(Work instruction) Read the lines of the data below and retrieve those with "EnvironmentNode".

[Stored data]
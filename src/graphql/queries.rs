use serde::{Deserialize, Serialize};

pub const ENVIRONMENT_QUERY: &str = r#"query environment($id: String!) {
  environment(id: $id) {
    id
    name
    projectId
  }
}"#;

pub const PROJECT_QUERY: &str = r#"query project($id: String!) {
  project(id: $id) {
    id
    name
    environments {
      edges {
        node {
          id
          name
        }
      }
    }
    services {
      edges {
        node {
          id
          name
          serviceInstances {
            edges {
              node {
                environmentId
              }
            }
          }
        }
      }
    }
  }
}"#;

pub const STREAM_ENVIRONMENT_LOGS_SUBSCRIPTION: &str = r#"subscription streamEnvironmentLogs($environmentId: String!, $filter: String, $beforeLimit: Int!, $beforeDate: String) {
  environmentLogs(environmentId: $environmentId, filter: $filter, beforeDate: $beforeDate, beforeLimit: $beforeLimit) {
    message
    severity
    timestamp
    attributes {
      key
      value
    }
    tags {
      projectId
      environmentId
      pluginId
      serviceId
      deploymentId
      deploymentInstanceId
      snapshotId
    }
  }
}"#;

/// Relay-style connection wrapper used by every list field in the API.
#[derive(Debug, Clone, Serialize, Deserialize)]
pub struct Connection<T> {
    #[serde(default = "Vec::new")]
    pub edges: Vec<Edge<T>>,
}

impl<T> Default for Connection<T> {
    fn default() -> Self {
        Self { edges: Vec::new() }
    }
}

impl<T> Connection<T> {
    pub fn nodes(&self) -> impl Iterator<Item = &T> {
        self.edges.iter().map(|e| &e.node)
    }
}

#[derive(Debug, Clone, Serialize, Deserialize)]
pub struct Edge<T> {
    pub node: T,
}

#[derive(Debug, Clone, Serialize, Deserialize)]
pub struct EnvironmentData {
    pub environment: Environment,
}

#[derive(Debug, Clone, Serialize, Deserialize)]
#[serde(rename_all = "camelCase")]
pub struct Environment {
    pub id: String,
    #[serde(default)]
    pub name: String,
    pub project_id: String,
}

#[derive(Debug, Clone, Serialize, Deserialize)]
pub struct ProjectData {
    pub project: Project,
}

/// A project with its environments and services, as returned by
/// [`PROJECT_QUERY`].
#[derive(Debug, Clone, Serialize, Deserialize)]
pub struct Project {
    pub id: String,
    pub name: String,
    #[serde(default)]
    pub environments: Connection<EnvironmentNode>,
    #[serde(default)]
    pub services: Connection<ServiceNode>,
}

#[derive(Debug, Clone, Serialize, Deserialize)]
pub struct EnvironmentNode {
    pub id: String,
    pub name: String,
}

#[derive(Debug, Clone, Serialize, Deserialize)]
#[serde(rename_all = "camelCase")]
pub struct ServiceNode {
    pub id: String,
    pub name: String,
    #[serde(default)]
    pub service_instances: Connection<ServiceInstanceNode>,
}

#[derive(Debug, Clone, Serialize, Deserialize)]
#[serde(rename_all = "camelCase")]
pub struct ServiceInstanceNode {
    pub environment_id: String,
}
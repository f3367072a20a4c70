pub mod discovery;
pub mod names;

use crate::graphql::ApiError;
use thiserror::Error;

pub use discovery::{discover, services_in_environment};
pub use names::{resolve, NameTable};

#[derive(Debug, Error)]
pub enum ResolutionError {
    #[error("failed to fetch environment {id}: {source}")]
    Environment {
        id: String,
        #[source]
        source: ApiError,
    },

    #[error("failed to fetch project {id}: {source}")]
    Project {
        id: String,
        #[source]
        source: ApiError,
    },

    #[error("service discovery requires a project ID")]
    MissingProject,
}
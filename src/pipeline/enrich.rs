use super::filter::LogFilters;
use crate::metadata::NameTable;
use crate::record::{LogRecord, Tags};
use chrono::{DateTime, Utc};
use tracing::{debug, warn};

/// Why a record was dropped by [`process`].
#[derive(Debug, Clone, Copy, PartialEq, Eq)]
pub enum DropReason {
    /// Empty message carrying only the level attribute.
    EmptyNoise,
    /// Container-level record without a deployment instance.
    NoInstance,
    /// Timestamp at or before the watermark.
    Stale,
    Level,
    Content,
}

/// Decide whether `record` is dropped, checking in order and stopping at the
/// first rule that matches.
pub fn drop_reason(
    record: &LogRecord,
    watermark: DateTime<Utc>,
    filters: &LogFilters,
) -> Option<DropReason> {
    // Empty lines always carry exactly one attribute: the level.
    if record.message.is_empty() && record.attributes.len() == 1 {
        return Some(DropReason::EmptyNoise);
    }

    if record.tags.deployment_instance_id.is_empty() {
        return Some(DropReason::NoInstance);
    }

    if record.timestamp <= watermark {
        return Some(DropReason::Stale);
    }

    if !filters.allows_level(&record.severity) {
        return Some(DropReason::Level);
    }

    if !filters.matches_content(&record.message) {
        return Some(DropReason::Content);
    }

    None
}

/// Run one inbound batch through the drop rules and name enrichment.
///
/// Returns the surviving records and the advanced watermark. Each survivor
/// moves the watermark to its own timestamp, so a later record in the same
/// batch with an earlier timestamp is treated as stale.
pub fn process(
    batch: Vec<LogRecord>,
    watermark: DateTime<Utc>,
    table: &NameTable,
    filters: &LogFilters,
) -> (Vec<LogRecord>, DateTime<Utc>) {
    let mut watermark = watermark;
    let mut surviving = Vec::with_capacity(batch.len());

    for mut record in batch {
        match drop_reason(&record, watermark, filters) {
            None => {}
            Some(DropReason::NoInstance) => {
                debug!("skipping container log message");
                continue;
            }
            Some(DropReason::Level) => {
                debug!(
                    level = %record.severity,
                    wanted = ?filters.levels(),
                    "skipping undesired global log level"
                );
                continue;
            }
            Some(DropReason::Content) => {
                debug!(
                    content = %record.message,
                    filter = %filters.content(),
                    "skipping undesired global log content"
                );
                continue;
            }
            Some(_) => continue,
        }

        watermark = record.timestamp;
        enrich(&mut record.tags, table);
        surviving.push(record);
    }

    (surviving, watermark)
}

fn enrich(tags: &mut Tags, table: &NameTable) {
    tags.service_name = lookup(table, &tags.service_id, "service");
    tags.environment_name = lookup(table, &tags.environment_id, "environment");
    tags.project_name = lookup(table, &tags.project_id, "project");
}

fn lookup(table: &NameTable, id: &str, kind: &'static str) -> String {
    if table.get(id).is_none() {
        warn!(kind, id = %id, "{} name could not be found", kind);
    }
    table.name_or_undefined(id).to_string()
}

(Output below)
    pub environments: Connection<EnvironmentNode>,
pub struct EnvironmentNode {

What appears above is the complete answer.